In February, The Washington Post detailed how Pruitt had routinely flown first-class and stayed in high-end hotels on dozens of trips during his first year, racking up hundreds of thousands of dollars in taxpayer-funded expenses. While the EPA said such travel arrangements were necessary given the elevated number of threats to Pruitt’s security, the revelations led to a wave of criticism about his spending and inquiries from lawmakers and government investigators.
Further allegations of ethical misconduct soon followed.
First came news about a discount rental agreement Pruitt arranged in 2017 with the wife of an energy and transportation lobbyist. It allowed him to pay $50 a night only on the nights he used her Capitol Hill condo apartment.
Then came news that the EPA leader’s office had circumvented the White House and used an obscure provision in the Safe Drinking Water Act to give large pay increases last month to two top aides, staffers who had come with him from Oklahoma. In an interview in early April with Fox News, Pruitt claimed to have ‘‘corrected’’ the decision and said he was not aware of the raises beforehand. Three administration officials subsequently confirmed that Pruitt had indeed endorsed the raises, though other staff members had overseen the paperwork.
The drumbeat of accusations quickened: That the EPA once considered a roughly $100,000-a-month contract to lease Pruitt a private jet. That Pruitt’s director of scheduling was also house-hunting for him on the side. That after leaving his Capitol Hill rental last summer, he ran the EPA from Oklahoma for a month. That he wanted his security detail to use emergency lights and sirens to get him around Washington faster, including to dinner at a favorite French restaurant. That he had upgraded to a larger, customized — and more expensive — SUV than his predecessor. That he had reassigned or dismissed a handful of senior employees who questioned his spending on travel, furnishings and more.

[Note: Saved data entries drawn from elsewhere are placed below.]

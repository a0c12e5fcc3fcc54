use serde::{Deserialize, Serialize};

use crate::error::BackendError;

/// Expected JSON payload of a translation reply
#[derive(Debug, Clone, Serialize, Deserialize)]
pub struct TranslationResult {
    pub text: String,
}

/// Instructions shared by every backend
pub fn system_instructions(source_language: &str, target_language: &str) -> String {
    let source_name = language_code_to_name(source_language);
    let target_name = language_code_to_name(target_language);
    format!(
        "You are a professional subtitle translator.\n\
         \n\
         CRITICAL: You must translate the {} subtitle line to {} ONLY. Do not translate to any other language.\n\
         The target language is: {} (language code: {})\n\
         \n\
         Return ONLY the translation in JSON format as {{\"text\":\"your {} translation here\"}}.\n\
         Do not include any explanations, alternatives, readings, or text in other languages.",
        source_name, target_name, target_name, target_language, target_name
    )
}

/// Instructions for proofreading a recognized line without leaving its language
pub fn correction_instructions(language: &str) -> String {
    let name = language_code_to_name(language);
    format!(
        "You are proofreading {} subtitles produced by speech recognition.\n\
         \n\
         Fix misrecognized words, wrong kanji and missing punctuation in the line.\n\
         Keep the line in {} and keep its meaning. If it is already correct, return it unchanged.\n\
         \n\
         Return ONLY the corrected line in JSON format as {{\"text\":\"corrected line here\"}}.\n\
         Do not include any explanations, translations or readings.",
        name, name
    )
}

/// Build the per-cue request body, with the preceding cues as reference only
pub fn build_user_prompt(text: &str, context: &[String]) -> String {
    line_prompt(text, context, "translate")
}

/// Correction counterpart of [`build_user_prompt`]
pub fn build_correction_user_prompt(text: &str, context: &[String]) -> String {
    line_prompt(text, context, "correct")
}

fn line_prompt(text: &str, context: &[String], verb: &str) -> String {
    let mut prompt = String::new();

    let context: Vec<&str> = context.iter().map(|c| c.trim()).filter(|c| !c.is_empty()).collect();
    if !context.is_empty() {
        prompt.push_str(&format!("[Previous lines for reference - DO NOT {} this part]\n", verb));
        for line in context {
            prompt.push_str(line);
            prompt.push('\n');
        }
        prompt.push('\n');
    }

    prompt.push_str(&format!("[Line to {}]\n", verb));
    prompt.push_str(text.trim());
    prompt.push('\n');
    prompt
}

/// Single prompt for completion-style endpoints
pub fn build_translation_prompt(
    text: &str,
    context: &[String],
    source_language: &str,
    target_language: &str,
) -> String {
    format!(
        "{}\n\n{}",
        system_instructions(source_language, target_language),
        build_user_prompt(text, context)
    )
}

/// Single correction prompt for completion-style endpoints
pub fn build_correction_prompt(text: &str, context: &[String], language: &str) -> String {
    format!("{}\n\n{}", correction_instructions(language), build_correction_user_prompt(text, context))
}

/// Pull the translation out of a model reply.
///
/// JSON `{"text": ...}` is preferred; otherwise the first line that is not
/// chatter is used. An empty reply is a transient failure.
pub fn extract_translation(raw_response: &str) -> Result<String, BackendError> {
    let raw_response = raw_response.trim();
    if raw_response.is_empty() {
        return Err(BackendError::Transient("Empty translation received".to_string()));
    }

    if let Ok(result) = serde_json::from_str::<TranslationResult>(raw_response) {
        let text = result.text.trim();
        if text.is_empty() {
            return Err(BackendError::Transient("Empty translation received".to_string()));
        }
        return Ok(text.to_string());
    }

    Ok(clean_translation_response(raw_response))
}

/// Clean up a free-form reply to extract just the translation
pub fn clean_translation_response(response: &str) -> String {
    let lines: Vec<&str> = response.lines().collect();

    for &line in &lines {
        let trimmed = line.trim();

        if trimmed.is_empty() {
            continue;
        }

        if trimmed.starts_with("Here is")
            || trimmed.starts_with("Here are")
            || trimmed.starts_with("Option")
            || trimmed.starts_with("**Option")
            || trimmed.starts_with("- ")
            || trimmed.starts_with("* ")
        {
            continue;
        }

        if trimmed.starts_with("**") && trimmed.ends_with("**") {
            continue;
        }

        let trimmed = trimmed.strip_prefix("Translation:").map(str::trim).unwrap_or(trimmed);
        if !trimmed.is_empty() {
            return trimmed.trim_matches('"').to_string();
        }
    }

    response.trim().to_string()
}

/// Previous cue texts handed to the translator with cue `index`
pub fn context_window(texts: &[String], index: usize, window: usize) -> Vec<String> {
    let end = index.min(texts.len());
    let start = end.saturating_sub(window);
    texts[start..end].to_vec()
}

/// Convert language code to full language name for clearer prompts
pub fn language_code_to_name(code: &str) -> String {
    match code.to_lowercase().as_str() {
        "ja" => "Japanese".to_string(),
        "en" => "English".to_string(),
        "ko" => "Korean".to_string(),
        "zh" => "Chinese".to_string(),
        "fr" => "French".to_string(),
        "de" => "German".to_string(),
        "es" => "Spanish".to_string(),
        "ru" => "Russian".to_string(),
        "it" => "Italian".to_string(),
        "pt" => "Portuguese".to_string(),
        "pl" => "Polish".to_string(),
        "nl" => "Dutch".to_string(),
        "tr" => "Turkish".to_string(),
        "ar" => "Arabic".to_string(),
        "hi" => "Hindi".to_string(),
        "th" => "Thai".to_string(),
        "vi" => "Vietnamese".to_string(),
        "id" => "Indonesian".to_string(),
        "sv" => "Swedish".to_string(),
        "uk" => "Ukrainian".to_string(),
        _ => code.to_string(),
    }
}

#[cfg(test)]
mod tests {
    use super::*;

    #[test]
    fn test_extract_json_translation() {
        assert_eq!(extract_translation(r#"{"text": " Good morning "}"#).unwrap(), "Good morning");
    }

    #[test]
    fn test_extract_free_form_translation() {
        let reply = "Here is the translation:\n\nTranslation: \"It's sunny today\"\n- alt: Today is fine";
        assert_eq!(extract_translation(reply).unwrap(), "It's sunny today");
    }

    #[test]
    fn test_empty_reply_is_transient() {
        assert!(matches!(extract_translation("  "), Err(BackendError::Transient(_))));
        assert!(matches!(extract_translation(r#"{"text": ""}"#), Err(BackendError::Transient(_))));
    }

    #[test]
    fn test_context_window_is_trailing() {
        let texts: Vec<String> = ["一", "二", "三", "四"].iter().map(|s| s.to_string()).collect();
        assert_eq!(context_window(&texts, 3, 2), vec!["二", "三"]);
        assert_eq!(context_window(&texts, 1, 2), vec!["一"]);
        assert!(context_window(&texts, 0, 2).is_empty());
        assert!(context_window(&texts, 2, 0).is_empty());
    }

    #[test]
    fn test_prompt_marks_context_as_reference() {
        let prompt = build_translation_prompt("晴れです", &["今日は".to_string()], "ja", "en");
        assert!(prompt.contains("Japanese subtitle line to English ONLY"));
        assert!(prompt.contains("DO NOT translate this part]\n今日は\n"));
        assert!(prompt.ends_with("[Line to translate]\n晴れです\n"));

        let no_context = build_user_prompt("晴れです", &[]);
        assert!(!no_context.contains("reference"));
    }

    #[test]
    fn test_correction_prompt_stays_in_source_language() {
        let prompt = build_correction_prompt("今日はいい転機", &["おはよう".to_string()], "ja");
        assert!(prompt.contains("proofreading Japanese subtitles"));
        assert!(prompt.contains("Keep the line in Japanese"));
        assert!(prompt.contains("DO NOT correct this part]\nおはよう\n"));
        assert!(prompt.ends_with("[Line to correct]\n今日はいい転機\n"));
        assert!(!prompt.contains("translate this part"));
    }
}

Internally, Pruitt’s inner circle fractured between aides he had recruited from his Oklahoma days and conservatives who had worked in Washington for years and fought unsuccessfully to contain the administrator’s spending excesses.
As the headlines piled up — prompting Rep. Carlos Curbelo, R-Fla., to tweet that Pruitt’s ‘‘corruption scandals are an embarrassment to the Administration’’ — top aides strategized about how to protect their boss’ job. Industry allies rallied to his side.

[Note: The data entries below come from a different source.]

// Speech recognition layer
//
// - SpeechBackend: capability trait over a concrete model (whisper.cpp today)
// - TranscriptionEngine: owns the backend handle, limits concurrent chunk
//   calls and converts chunk-local timestamps to global ones
// - merge: overlap deduplication across chunk boundaries
//
// To add a new backend:
// 1. Implement SpeechBackend, returning chunk-local tokens
// 2. Add it to TranscriberBackend in config
// 3. Update TranscriberFactory::create_backend

pub mod engine;
pub mod merge;
pub mod whisper_cpp;

use std::sync::Arc;
use async_trait::async_trait;
use serde::{Deserialize, Serialize};

pub use engine::{ChunkTranscript, TranscriptionEngine};
pub use merge::{collapse_duplicates, merge_chunks};
use crate::audio::AudioChunk;
use crate::config::{TranscriberBackend, TranscriberConfig};
use crate::error::TranscriptionError;

/// One recognized word or sub-word unit
#[derive(Debug, Clone, PartialEq, Serialize, Deserialize)]
pub struct Token {
    pub text: String,
    /// Seconds from the start of the original audio
    pub start: f64,
    pub end: f64,
    /// 0.0 to 1.0
    pub confidence: f32,
}

impl Token {
    pub fn new(text: impl Into<String>, start: f64, end: f64, confidence: f32) -> Self {
        Self { text: text.into(), start, end, confidence }
    }

    pub fn midpoint(&self) -> f64 {
        (self.start + self.end) / 2.0
    }

    pub fn duration(&self) -> f64 {
        self.end - self.start
    }
}

/// Speech-to-text capability. Timestamps in the result are chunk-local.
#[cfg_attr(test, mockall::automock)]
#[async_trait]
pub trait SpeechBackend: Send + Sync {
    async fn transcribe(&self, chunk: &AudioChunk) -> Result<Vec<Token>, TranscriptionError>;
}

/// Factory for creating speech backends
pub struct TranscriberFactory;

impl TranscriberFactory {
    pub fn create_backend(config: &TranscriberConfig) -> Arc<dyn SpeechBackend> {
        match config.backend {
            TranscriberBackend::WhisperCpp => {
                Arc::new(whisper_cpp::WhisperCppBackend::new(config.clone()))
            }
        }
    }

    /// Backend wrapped in an engine with the configured limits
    pub fn create_engine(config: &TranscriberConfig) -> TranscriptionEngine {
        TranscriptionEngine::new(
            Self::create_backend(config),
            config.gpu_concurrency,
            config.transcription_attempts,
        )
    }
}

Several congressional Republicans, as well as some governors, conservative groups and pundits, defended the embattled EPA chief. Sens. Rand Paul of Kentucky and Ted Cruz of Texas both publicly backed Pruitt, as did governors Matt Bevin, Ky., Phil Bryant, Miss., and Pete Ricketts, Neb. Bevin tweeted that the administrator should ‘‘ignore the nattering nabobs of negativism,’’ invoking a phrase Vice President Spiro Agnew used in 1969 while blasting the media.
But as weeks past and more allegations mounted, at least half a dozen of Pruitt’s closest aides, including several that came with him from Oklahoma, left the agency. His support on Capitol Hill eroded, and even few industry representatives rushed to his defense.
Just as he has with a few other Cabinet members he eventually dismissed, Trump at first stuck up for Pruitt. ‘‘He’s been very courageous,’’ the president told reporters April 5 on a flight back from West Virginia. ‘‘I can tell you at EPA he’s done a fantastic job.’’
On June 6, he again praised Pruitt during a meeting at FEMA headquarters. ‘‘EPA is doing really, really well. And, you know, somebody has to say that about you a little bit. You know that, Scott,’’ he said as Pruitt looked on. ‘‘People are really impressed with the job that’s being done at the EPA.’’
But less than a month later, the president decided his most controversial Cabinet member must go. On the night before offering his resignation, Pruitt had worn a checkered red shirt to a gathering for military families on the White House lawn, as fireworks exploded over the nation’s capital.